Aim of the task: Using the entries below, output each line exactly from the first through the one that contains "if qty_per_pallet >".

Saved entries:

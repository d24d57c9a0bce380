//! OCR payload stored in `orders.raw_ocr_data` and the edit buffer used to
//! change its line items.

use serde::{Deserialize, Serialize};
use serde_json::{Map, Value};
use strum_macros::{Display, EnumString};
use thiserror::Error;

use super::lenient;

/// Pallets needed for `quantity_ordered` boxes at `qty_per_pallet` per
/// pallet. Zero when the per-pallet quantity is unknown.
pub fn total_pallets(quantity_ordered: u32, qty_per_pallet: u32) -> u32 {
    if qty_per_pallet > 0 {
        quantity_ordered.div_ceil(qty_per_pallet)
    } else {
        0
    }
}

#[derive(Debug, Clone, Default, PartialEq, Serialize, Deserialize)]
#[serde(rename_all = "camelCase")]
pub struct OrderHeader {
    #[serde(default, deserialize_with = "lenient::text")]
    pub order_number: String,
    #[serde(default, deserialize_with = "lenient::text")]
    pub ack_date: String,
    #[serde(default, deserialize_with = "lenient::text")]
    pub po_number: String,
}

/// One purchase-order line as extracted by OCR.
///
/// `total_pallets` is derived; use [`LineItem::recompute_total_pallets`]
/// after touching either quantity. Fields OCR sends that are not modelled
/// here (e.g. `amount`) are kept in `extra` and written back unchanged.
#[derive(Debug, Clone, Default, PartialEq, Serialize, Deserialize)]
#[serde(rename_all = "camelCase")]
pub struct LineItem {
    #[serde(default, deserialize_with = "lenient::text")]
    pub item: String,
    #[serde(default, deserialize_with = "lenient::count")]
    pub quantity_ordered: u32,
    #[serde(default, deserialize_with = "lenient::count")]
    pub total_pallets: u32,
    #[serde(default, deserialize_with = "lenient::count")]
    pub qty_per_pallet: u32,
    #[serde(
        default,
        deserialize_with = "lenient::opt_number",
        skip_serializing_if = "Option::is_none"
    )]
    pub length: Option<f64>,
    #[serde(
        default,
        deserialize_with = "lenient::opt_number",
        skip_serializing_if = "Option::is_none"
    )]
    pub width: Option<f64>,
    #[serde(
        default,
        deserialize_with = "lenient::opt_number",
        skip_serializing_if = "Option::is_none"
    )]
    pub height: Option<f64>,
    #[serde(default, deserialize_with = "lenient::text")]
    pub overhang: String,
    #[serde(default, deserialize_with = "lenient::text")]
    pub overhang_both_sides: String,
    #[serde(default, deserialize_with = "lenient::text")]
    pub one_side_overhang: String,
    #[serde(default, deserialize_with = "lenient::text")]
    pub other_side_overhang: String,
    #[serde(flatten)]
    pub extra: Map<String, Value>,
}

impl LineItem {
    pub fn recompute_total_pallets(&mut self) {
        self.total_pallets = total_pallets(self.quantity_ordered, self.qty_per_pallet);
    }

    /// OCR reads currency lines ("Currency: USD") as items.
    pub fn is_currency_artifact(&self) -> bool {
        self.item.to_lowercase().contains("currency:")
    }
}

#[derive(Debug, Clone, Default, PartialEq, Serialize, Deserialize)]
#[serde(rename_all = "camelCase")]
pub struct OrderData {
    #[serde(default)]
    pub order_header: OrderHeader,
    #[serde(default)]
    pub line_items: Vec<LineItem>,
    #[serde(flatten)]
    pub extra: Map<String, Value>,
}

impl OrderData {
    pub fn with_recomputed_pallets(mut self) -> Self {
        self.line_items
            .iter_mut()
            .for_each(LineItem::recompute_total_pallets);
        self
    }

    /// Copy of the data with OCR currency lines removed.
    pub fn without_currency_items(&self) -> Self {
        Self {
            order_header: self.order_header.clone(),
            line_items: self
                .line_items
                .iter()
                .filter(|item| !item.is_currency_artifact())
                .cloned()
                .collect(),
            extra: self.extra.clone(),
        }
    }
}

/// Editable line-item columns, named as on the wire.
#[derive(Debug, Clone, Copy, PartialEq, Eq, EnumString, Display)]
#[strum(serialize_all = "camelCase")]
pub enum LineItemField {
    Item,
    QuantityOrdered,
    TotalPallets,
    QtyPerPallet,
    Overhang,
    OverhangBothSides,
    OneSideOverhang,
    OtherSideOverhang,
}

#[derive(Debug, Clone, PartialEq, Eq, Error)]
pub enum DraftError {
    #[error("line item {index} does not exist ({len} items)")]
    IndexOutOfRange { index: usize, len: usize },
    #[error("{0} is derived and cannot be edited")]
    ReadOnlyField(LineItemField),
}

/// Edit buffer over an [`OrderData`]: edits go to a working copy, which is
/// either committed or thrown away.
#[derive(Debug, Clone)]
pub struct LineItemDraft {
    original: OrderData,
    edited: OrderData,
}

impl LineItemDraft {
    pub fn new(data: OrderData) -> Self {
        Self {
            edited: data.clone(),
            original: data,
        }
    }

    pub fn edited(&self) -> &OrderData {
        &self.edited
    }

    pub fn is_dirty(&self) -> bool {
        self.original != self.edited
    }

    pub fn set_field(
        &mut self,
        index: usize,
        field: LineItemField,
        value: &str,
    ) -> Result<(), DraftError> {
        let len = self.edited.line_items.len();
        let item = self
            .edited
            .line_items
            .get_mut(index)
            .ok_or(DraftError::IndexOutOfRange { index, len })?;

        match field {
            LineItemField::Item => item.item = value.to_string(),
            LineItemField::QuantityOrdered => {
                item.quantity_ordered = lenient::parse_int_or_zero(value);
                item.recompute_total_pallets();
            }
            LineItemField::QtyPerPallet => {
                item.qty_per_pallet = lenient::parse_int_or_zero(value);
                item.recompute_total_pallets();
            }
            LineItemField::Overhang => item.overhang = value.to_string(),
            LineItemField::OverhangBothSides => item.overhang_both_sides = value.to_string(),
            LineItemField::OneSideOverhang => item.one_side_overhang = value.to_string(),
            LineItemField::OtherSideOverhang => item.other_side_overhang = value.to_string(),
            LineItemField::TotalPallets => return Err(DraftError::ReadOnlyField(field)),
        }
        Ok(())
    }

    pub fn commit(self) -> OrderData {
        self.edited
    }

    pub fn discard(self) -> OrderData {
        self.original
    }
}
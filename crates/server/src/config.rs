//! Process configuration, read once at startup.

use std::{env, path::PathBuf, time::Duration};

use secrecy::SecretString;
use services::services::claude_api::{
    ClaudeConfig, DEFAULT_BASE_URL, DEFAULT_MAX_TOKENS, DEFAULT_MODEL,
};
use thiserror::Error;

pub const DEFAULT_DATABASE_URL: &str = "sqlite://trucktetris.db";
pub const DEFAULT_DOCUMENT_DIR: &str = "./documents";
pub const DEFAULT_HOST: &str = "127.0.0.1";
pub const DEFAULT_PORT: u16 = 3001;
pub const DEFAULT_MAX_UPLOAD_BYTES: usize = 20 * 1024 * 1024;
const DEFAULT_CLAUDE_TIMEOUT_SECS: u64 = 120;

#[derive(Debug, Error)]
pub enum ConfigError {
    #[error("{key} has an invalid value: {value:?}")]
    Invalid { key: &'static str, value: String },
}

#[derive(Debug, Clone)]
pub struct ServerConfig {
    pub host: String,
    pub port: u16,
    pub database_url: String,
    pub document_dir: PathBuf,
    pub max_upload_bytes: usize,
    pub max_tokens: u32,
    /// `None` when no API key is configured; optimize and regenerate then
    /// answer with a configuration error.
    pub claude: Option<ClaudeConfig>,
}

impl ServerConfig {
    pub fn from_env() -> Result<Self, ConfigError> {
        Self::from_lookup(|key| env::var(key).ok())
    }

    /// Build the config from an arbitrary key lookup. Empty values count as
    /// unset.
    pub fn from_lookup<F>(lookup: F) -> Result<Self, ConfigError>
    where
        F: Fn(&str) -> Option<String>,
    {
        let get = |key: &str| lookup(key).filter(|v| !v.trim().is_empty());

        let claude = get("ANTHROPIC_API_KEY")
            .map(|api_key| -> Result<ClaudeConfig, ConfigError> {
                Ok(ClaudeConfig {
                    api_key: SecretString::from(api_key),
                    model: get("ANTHROPIC_MODEL").unwrap_or_else(|| DEFAULT_MODEL.to_string()),
                    base_url: get("ANTHROPIC_BASE_URL")
                        .unwrap_or_else(|| DEFAULT_BASE_URL.to_string()),
                    timeout: Duration::from_secs(parse_or(
                        &get,
                        "ANTHROPIC_TIMEOUT_SECS",
                        DEFAULT_CLAUDE_TIMEOUT_SECS,
                    )?),
                })
            })
            .transpose()?;

        Ok(Self {
            host: get("HOST").unwrap_or_else(|| DEFAULT_HOST.to_string()),
            port: parse_or(&get, "PORT", DEFAULT_PORT)?,
            database_url: get("DATABASE_URL").unwrap_or_else(|| DEFAULT_DATABASE_URL.to_string()),
            document_dir: get("DOCUMENT_DIR")
                .unwrap_or_else(|| DEFAULT_DOCUMENT_DIR.to_string())
                .into(),
            max_upload_bytes: parse_or(&get, "MAX_UPLOAD_BYTES", DEFAULT_MAX_UPLOAD_BYTES)?,
            max_tokens: parse_or(&get, "ANTHROPIC_MAX_TOKENS", DEFAULT_MAX_TOKENS)?,
            claude,
        })
    }

    pub fn bind_addr(&self) -> String {
        format!("{}:{}", self.host, self.port)
    }
}

fn parse_or<T, G>(get: &G, key: &'static str, default: T) -> Result<T, ConfigError>
where
    T: std::str::FromStr,
    G: Fn(&str) -> Option<String>,
{
    match get(key) {
        Some(value) => value
            .trim()
            .parse()
            .map_err(|_| ConfigError::Invalid { key, value }),
        None => Ok(default),
    }
}
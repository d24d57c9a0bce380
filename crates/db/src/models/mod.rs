pub mod lenient;
pub mod loading_plan;
pub mod order;
pub mod order_data;
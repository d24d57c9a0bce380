use serde::{Deserialize, Serialize};

/// JSON envelope returned by every HTTP endpoint.
///
/// Successful calls carry `data`; failures carry `error` and, when there is
/// something more specific to say, `message`.
#[derive(Debug, Clone, Serialize, Deserialize)]
pub struct ApiResponse<T> {
    #[serde(skip_serializing_if = "Option::is_none")]
    pub data: Option<T>,
    #[serde(skip_serializing_if = "Option::is_none")]
    pub error: Option<String>,
    #[serde(skip_serializing_if = "Option::is_none")]
    pub message: Option<String>,
}

impl<T> ApiResponse<T> {
    pub fn success(data: T) -> Self {
        Self {
            data: Some(data),
            error: None,
            message: None,
        }
    }

    pub fn error(error: impl Into<String>) -> Self {
        Self {
            data: None,
            error: Some(error.into()),
            message: None,
        }
    }

    pub fn error_with_message(error: impl Into<String>, message: impl Into<String>) -> Self {
        Self {
            data: None,
            error: Some(error.into()),
            message: Some(message.into()),
        }
    }

    pub fn is_success(&self) -> bool {
        self.error.is_none()
    }
}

Answer to the problem:
repository d24d57c9a0bce380
//! OCR payload stored in `orders.raw_ocr_data` and the edit buffer used to
//! change its line items.

use serde::{Deserialize, Serialize};
use serde_json::{Map, Value};
use strum_macros::{Display, EnumString};
use thiserror::Error;

use super::lenient;

/// Pallets needed for `quantity_ordered` boxes at `qty_per_pallet` per
/// pallet. Zero when the per-pallet quantity is unknown.
pub fn total_pallets(quantity_ordered: u32, qty_per_pallet: u32) -> u32 {
    if qty_per_pallet > 0 {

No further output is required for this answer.